//! Configuration file support for espflasher.
//!
//! Configuration is loaded from multiple sources with the following priority (highest first):
//! 1. Command-line arguments
//! 2. Environment variables (ESPFLASHER_*)
//! 3. Local config file (./espflasher.toml)
//! 4. Global config file (~/.config/espflasher/config.toml)
//!
//! `--config PATH` replaces both files.

use directories::ProjectDirs;
use espflasher::PortGuesser;
use espflasher::port_guess::{PRIORITY_IDENTIFIERS, SECONDARY_IDENTIFIERS};
use log::{debug, info, warn};
use serde::{Deserialize, Serialize};
use std::fs;
use std::path::{Path, PathBuf};

/// Name of the per-project config file.
pub const LOCAL_CONFIG_FILE: &str = "espflasher.toml";

/// Connection configuration.
#[derive(Debug, Clone, Default, Serialize, Deserialize)]
pub struct ConnectionConfig {
    /// Preferred serial port (e.g., "/dev/ttyUSB0" or "COM3").
    pub port: Option<String>,
    /// Default flashing baud rate.
    pub baud: Option<u32>,
}

/// Flash configuration.
#[derive(Debug, Clone, Default, Serialize, Deserialize)]
pub struct FlashConfig {
    /// Chip passed to esptool.
    pub chip: Option<String>,
    /// esptool executable.
    pub esptool: Option<PathBuf>,
    /// Offset for a bare `.bin` image.
    pub single_offset: Option<u32>,
    /// Abort esptool after this many seconds.
    pub timeout_secs: Option<u64>,
    /// Reset mode before flashing (`default_reset` or `no_reset`).
    pub before: Option<String>,
    /// Reset mode after flashing (`hard_reset` or `no_reset`).
    pub after: Option<String>,
}

/// Monitor configuration.
#[derive(Debug, Clone, Default, Serialize, Deserialize)]
pub struct MonitorConfig {
    /// Monitor baud rate.
    pub baud: Option<u32>,
    /// Prefix lines with timestamps.
    #[serde(default)]
    pub timestamp: bool,
}

/// Port guessing configuration. Empty lists keep the built-in tiers.
#[derive(Debug, Clone, Default, Serialize, Deserialize)]
pub struct PortConfig {
    /// Identifiers matched first.
    #[serde(default)]
    pub priority: Vec<String>,
    /// Identifiers matched when no priority identifier matches.
    #[serde(default)]
    pub secondary: Vec<String>,
}

/// Main configuration structure.
#[derive(Debug, Clone, Default, Serialize, Deserialize)]
pub struct Config {
    /// Connection configuration.
    #[serde(default)]
    pub connection: ConnectionConfig,
    /// Flash configuration.
    #[serde(default)]
    pub flash: FlashConfig,
    /// Monitor configuration.
    #[serde(default)]
    pub monitor: MonitorConfig,
    /// Port guessing configuration.
    #[serde(default)]
    pub port: PortConfig,
}

impl Config {
    /// Load configuration from all available sources.
    pub fn load() -> Self {
        let mut config = Self::default();

        if let Some(global_path) = Self::global_config_path() {
            if let Some(global_config) = Self::load_from_file(&global_path) {
                debug!("Loaded global config from {}", global_path.display());
                config.merge(global_config);
            }
        }

        // Local config overrides global
        if let Some(local_config) = Self::load_from_file(Path::new(LOCAL_CONFIG_FILE)) {
            debug!("Loaded local config from {LOCAL_CONFIG_FILE}");
            config.merge(local_config);
        }

        config
    }

    /// Load configuration from a specific file path (--config flag).
    pub fn load_from_path(path: &Path) -> Self {
        if let Some(config) = Self::load_from_file(path) {
            debug!("Loaded config from {}", path.display());
            config
        } else {
            warn!(
                "Could not load config from {}, using defaults",
                path.display()
            );
            Self::default()
        }
    }

    fn load_from_file(path: &Path) -> Option<Self> {
        if !path.exists() {
            return None;
        }

        match fs::read_to_string(path) {
            Ok(content) => match toml::from_str(&content) {
                Ok(config) => Some(config),
                Err(e) => {
                    warn!("Failed to parse config file {}: {}", path.display(), e);
                    None
                },
            },
            Err(e) => {
                warn!("Failed to read config file {}: {}", path.display(), e);
                None
            },
        }
    }

    /// Get the global configuration directory.
    pub fn global_config_dir() -> Option<PathBuf> {
        ProjectDirs::from("", "", "espflasher").map(|dirs| dirs.config_dir().to_path_buf())
    }

    /// Get the global configuration file path.
    pub fn global_config_path() -> Option<PathBuf> {
        Self::global_config_dir().map(|dir| dir.join("config.toml"))
    }

    /// Merge another config into this one; set values in `other` win.
    fn merge(&mut self, other: Self) {
        if other.connection.port.is_some() {
            self.connection.port = other.connection.port;
        }
        if other.connection.baud.is_some() {
            self.connection.baud = other.connection.baud;
        }

        let flash = other.flash;
        if flash.chip.is_some() {
            self.flash.chip = flash.chip;
        }
        if flash.esptool.is_some() {
            self.flash.esptool = flash.esptool;
        }
        if flash.single_offset.is_some() {
            self.flash.single_offset = flash.single_offset;
        }
        if flash.timeout_secs.is_some() {
            self.flash.timeout_secs = flash.timeout_secs;
        }
        if flash.before.is_some() {
            self.flash.before = flash.before;
        }
        if flash.after.is_some() {
            self.flash.after = flash.after;
        }

        if other.monitor.baud.is_some() {
            self.monitor.baud = other.monitor.baud;
        }
        if other.monitor.timestamp {
            self.monitor.timestamp = true;
        }

        // Tiers replace rather than extend so a local file can narrow them.
        if !other.port.priority.is_empty() {
            self.port.priority = other.port.priority;
        }
        if !other.port.secondary.is_empty() {
            self.port.secondary = other.port.secondary;
        }
    }

    /// Port guesser for the configured tiers.
    pub fn port_guesser(&self) -> PortGuesser {
        let priority: Vec<&str> = if self.port.priority.is_empty() {
            PRIORITY_IDENTIFIERS.to_vec()
        } else {
            self.port.priority.iter().map(String::as_str).collect()
        };
        let secondary: Vec<&str> = if self.port.secondary.is_empty() {
            SECONDARY_IDENTIFIERS.to_vec()
        } else {
            self.port.secondary.iter().map(String::as_str).collect()
        };
        PortGuesser::new(&priority, &secondary)
    }

    /// Remember `port` in the local config file.
    ///
    /// Other settings already in the file are preserved.
    pub fn remember_port(&mut self, port: &str) -> anyhow::Result<PathBuf> {
        self.remember_port_in(Path::new(LOCAL_CONFIG_FILE), port)
    }

    fn remember_port_in(&mut self, path: &Path, port: &str) -> anyhow::Result<PathBuf> {
        let mut file_config = Self::load_from_file(path).unwrap_or_default();
        file_config.connection.port = Some(port.to_string());

        let content = toml::to_string_pretty(&file_config)?;
        fs::write(path, content)?;
        info!("Saved port {port} to {}", path.display());

        self.connection.port = Some(port.to_string());
        Ok(path.to_path_buf())
    }
}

+-------+

• What you will do: In the listing above, which lines include the string "this"? Return every one of them.

• Task result:
    /// Abort esptool after this many seconds.
    /// Merge another config into this one; set values in `other` win.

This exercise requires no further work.